If your skilled in a trade it would be a lot easier.... single girl? on her own , best to come as a student and go from there...
and avoid the North Island they're all inbred.

----------


## kingwilly

> Very helpful indeed. How are you King Willy?


Mr. King Helpful Willy, datz me !


here's more

*How does the 
Skilled Migrant Category Work?*


 For potential Skilled Migrants the Immigration Service uses a points system to decide whether you will be invited to apply for residence. You begin by submitting an 'expression of interest' to the New Zealand Immigration Service (NZIS).
 To lodge an expression of interest you need to:  

    be of good health  
   be of good character  
   have a reasonable standard of English Click for popup box with details 
   be no older than 55 years of age  
   score 100 or more points in the points test below  
*Points are awarded as follows:*

*Skilled employment:*
· Current employment in NZ for 12 months or more (ongoing) *60*
· Offer of employment in New Zealand or current employment in NZ for less than 12 months (but minimum of 3 months)        *50*

*Bonus points for employment or offer of employment in:*
· An identified future growth area,  identified cluster,   or area of absolute skills shortage *5*
· Region outside Auckland *10*
· Spouse / partner employment or offer of employment *10*

*Relevant work experience:* (Your experience must be in a comparable labour market Click for popup box with details )
· 2 years *10*
· 4 years *15*
· 6 years *20*
· 8 years *25*
· 10 years *30*

*Additional bonus points if work experience in New Zealand:*
· 1 years *5*
· 2 years *10*
· 3 years or more *15*

*Additional bonus points for work experience in an identified future growth area, identified cluster or area of absolute skills shortage:*
· 2 to 5 years *10*
· 6 years or more *15*
· If your job is on the Long Term Skill Shortage List, further bonuses are available of *10* extra points for your qualifications and* 10* extra points for an offer of skilled employment.  

*Qualifications:*
· Recognised basic qualification (e.g. trade qualification, diploma, bachelors' degree) *50*
· Recognised post-graduate qualification (e.g. Masters degree or higher) *55*

*Bonus points for:*
· Recognised NZ qualification (and at least two years study in NZ) *10*
· Qualification in an identified future growth area, identified cluster or area of absolute skill shortage *5*
· Spouse / partner qualifications *10* 

*Age (20 to 55 yrs)*
· 20-29 *30*
· 30-39 *25*
· 40-44 *20*
· 45-49 *10*
· 50-55 *5*

*Close Family in New Zealand*
· Close family support in New Zealand *10*
Close family is adult brothers, sisters, adult children (17 years and over) and parents of either the principal applicant or their partner. 
*The Steps You Need To Take:*

*Step 1: You complete an initial self assessment online*
  Use the Immigration Service's Points Calculator  here. 

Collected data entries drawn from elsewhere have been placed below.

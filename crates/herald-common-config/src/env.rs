// Copyright (c) 2025 Geoffrey Huntley <ghuntley@ghuntley.com>. All rights
// reserved. SPDX-License-Identifier: Proprietary

//! Environment helpers for secrets.
//!
//! A secret named `FOO` can be supplied either directly as `FOO=value` or
//! indirectly as `FOO_FILE=/path/to/file`, which is the convention used by
//! container secret mounts. Setting both is an error.

use std::path::PathBuf;

use herald_common_secret::{Secret, SecretString};
use thiserror::Error;

/// Errors raised while loading a secret from the environment.
#[derive(Debug, Error)]
pub enum SecretEnvError {
	#[error("both {name} and {name}_FILE are set; use only one")]
	Conflict { name: String },

	#[error("failed to read {name}_FILE at {path}: {source}")]
	FileRead {
		name: String,
		path: PathBuf,
		#[source]
		source: std::io::Error,
	},
}

/// Error for a secret that must be present.
#[derive(Debug, Error)]
pub enum RequiredSecretError {
	#[error("required secret {0} is not set (set {0} or {0}_FILE)")]
	Missing(String),

	#[error(transparent)]
	Env(#[from] SecretEnvError),
}

/// Loads an optional secret from `name` or `name_FILE`.
///
/// Empty values are treated as unset. File contents are trimmed of
/// surrounding whitespace.
pub fn load_secret_env(name: &str) -> Result<Option<SecretString>, SecretEnvError> {
	resolve_secret(name, |key| std::env::var(key).ok())
}

/// Loads a secret that must be present.
pub fn require_secret_env(name: &str) -> Result<SecretString, RequiredSecretError> {
	load_secret_env(name)?.ok_or_else(|| RequiredSecretError::Missing(name.to_string()))
}

fn resolve_secret<F>(name: &str, lookup: F) -> Result<Option<SecretString>, SecretEnvError>
where
	F: Fn(&str) -> Option<String>,
{
	let direct = lookup(name).filter(|v| !v.trim().is_empty());
	let file_key = format!("{name}_FILE");
	let file = lookup(&file_key).filter(|v| !v.trim().is_empty());

	match (direct, file) {
		(Some(_), Some(_)) => Err(SecretEnvError::Conflict {
			name: name.to_string(),
		}),
		(Some(value), None) => Ok(Some(Secret::new(value))),
		(None, Some(path)) => {
			let path = PathBuf::from(path);
			let contents = std::fs::read_to_string(&path).map_err(|source| SecretEnvError::FileRead {
				name: name.to_string(),
				path: path.clone(),
				source,
			})?;
			let trimmed = contents.trim();
			if trimmed.is_empty() {
				Ok(None)
			} else {
				Ok(Some(Secret::new(trimmed.to_string())))
			}
		}
		(None, None) => Ok(None),
	}
}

*Step 2: Still online, you submit an Expression of Interest (EOI)
* You can do this here. 

*Step 3: Expressions of Interest are ranked from highest to lowest points. 
*  People who score 140 points and above on their EOI for residence will automatically be selected. 

People who score between 100 and 140 points and have a New Zealand job (or job offer) will be selected in sufficient numbers to meet the New Zealand Immigration Programme numbers. 

If enough places are available, other EOIs may be selected on the basis of specific criteria which the Minister of Immigration will set every six months. 

If your EOI is not selected from the pool the first time it will remain in the pool for three months. If it is still unsuccessful you can lodge another EOI if you wish to. 

*Step 4: You are invited to apply for residence*
At this stage you will need to send the Immigration Service all the necessary documents to support the claims you made in your EOI - such as passports, qualifications and relevant certificates. 

*Step 5: Decision-making*
The Immigration Service will assess your application for residence against Government residence policy and look at your ability to settle successfully. Further verification of some of the information you provided in your EOI will be undertaken. Depending on the outcome of the assessment, your application can be approved with a permanent residence visa *or* a visa allowing you to live in NZ while looking for work. 
Skilled applicants without a job offer can be granted permanent residence. This includes but is not limited to people with qualifications and work experience in areas of absolute skill shortage or future growth. Examples include nurses, teachers, ICT and the creative industries.

----------


## rose

I have completed the assessment and was qualified to submit all the requirements to the embassy in Beijing. 

Currently collecting all documents for submission and will have to submit before March 17, 2010.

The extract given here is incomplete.